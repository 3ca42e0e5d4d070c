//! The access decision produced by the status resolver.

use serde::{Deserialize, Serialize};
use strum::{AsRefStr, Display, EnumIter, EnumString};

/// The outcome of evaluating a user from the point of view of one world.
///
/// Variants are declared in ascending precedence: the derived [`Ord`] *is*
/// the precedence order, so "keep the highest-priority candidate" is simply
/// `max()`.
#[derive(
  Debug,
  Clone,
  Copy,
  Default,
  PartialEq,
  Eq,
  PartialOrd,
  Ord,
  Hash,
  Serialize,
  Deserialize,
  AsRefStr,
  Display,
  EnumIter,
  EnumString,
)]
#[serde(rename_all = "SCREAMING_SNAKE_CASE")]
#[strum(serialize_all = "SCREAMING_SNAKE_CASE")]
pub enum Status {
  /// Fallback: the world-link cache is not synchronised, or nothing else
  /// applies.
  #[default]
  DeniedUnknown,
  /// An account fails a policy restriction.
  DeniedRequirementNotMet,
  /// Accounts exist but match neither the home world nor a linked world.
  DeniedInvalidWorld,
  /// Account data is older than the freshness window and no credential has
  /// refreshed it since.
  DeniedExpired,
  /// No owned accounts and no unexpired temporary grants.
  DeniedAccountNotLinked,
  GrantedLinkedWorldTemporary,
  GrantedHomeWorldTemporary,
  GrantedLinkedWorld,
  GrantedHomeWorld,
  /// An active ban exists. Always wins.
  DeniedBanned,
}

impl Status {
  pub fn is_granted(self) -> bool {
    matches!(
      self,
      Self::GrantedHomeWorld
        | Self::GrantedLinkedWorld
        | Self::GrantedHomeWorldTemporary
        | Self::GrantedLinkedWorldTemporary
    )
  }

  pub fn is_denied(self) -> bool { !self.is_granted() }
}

---+---

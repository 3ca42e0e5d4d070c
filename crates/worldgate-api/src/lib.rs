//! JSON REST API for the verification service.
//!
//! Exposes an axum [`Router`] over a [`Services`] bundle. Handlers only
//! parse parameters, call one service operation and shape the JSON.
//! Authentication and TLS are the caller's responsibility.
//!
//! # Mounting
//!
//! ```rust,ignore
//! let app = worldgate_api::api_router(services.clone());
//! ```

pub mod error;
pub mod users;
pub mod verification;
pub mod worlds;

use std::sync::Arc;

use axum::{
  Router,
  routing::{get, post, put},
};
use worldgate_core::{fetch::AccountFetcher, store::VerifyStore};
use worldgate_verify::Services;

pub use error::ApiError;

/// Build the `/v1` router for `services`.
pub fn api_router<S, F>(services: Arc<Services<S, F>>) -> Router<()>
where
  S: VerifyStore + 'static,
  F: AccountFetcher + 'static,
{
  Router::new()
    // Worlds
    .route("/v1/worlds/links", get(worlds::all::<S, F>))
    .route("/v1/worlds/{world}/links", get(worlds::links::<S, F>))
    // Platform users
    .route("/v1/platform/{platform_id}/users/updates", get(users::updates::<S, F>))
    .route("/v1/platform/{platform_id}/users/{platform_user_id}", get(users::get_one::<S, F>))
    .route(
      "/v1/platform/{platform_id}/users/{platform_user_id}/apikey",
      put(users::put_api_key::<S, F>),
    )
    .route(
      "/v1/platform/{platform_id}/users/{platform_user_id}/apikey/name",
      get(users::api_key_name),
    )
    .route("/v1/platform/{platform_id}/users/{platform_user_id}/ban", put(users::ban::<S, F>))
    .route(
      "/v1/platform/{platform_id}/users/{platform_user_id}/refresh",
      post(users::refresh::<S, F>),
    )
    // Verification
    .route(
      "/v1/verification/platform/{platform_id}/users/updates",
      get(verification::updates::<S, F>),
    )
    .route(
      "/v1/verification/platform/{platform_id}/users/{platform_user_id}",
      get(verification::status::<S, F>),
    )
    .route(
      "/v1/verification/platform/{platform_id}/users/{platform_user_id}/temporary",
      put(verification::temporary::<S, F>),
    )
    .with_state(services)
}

---+---

TRY IT: Pull out the lines above in which the word "updates" appears.

REPLY:
    .route("/v1/platform/{platform_id}/users/updates", get(users::updates::<S, F>))
      "/v1/verification/platform/{platform_id}/users/updates",
      get(verification::updates::<S, F>),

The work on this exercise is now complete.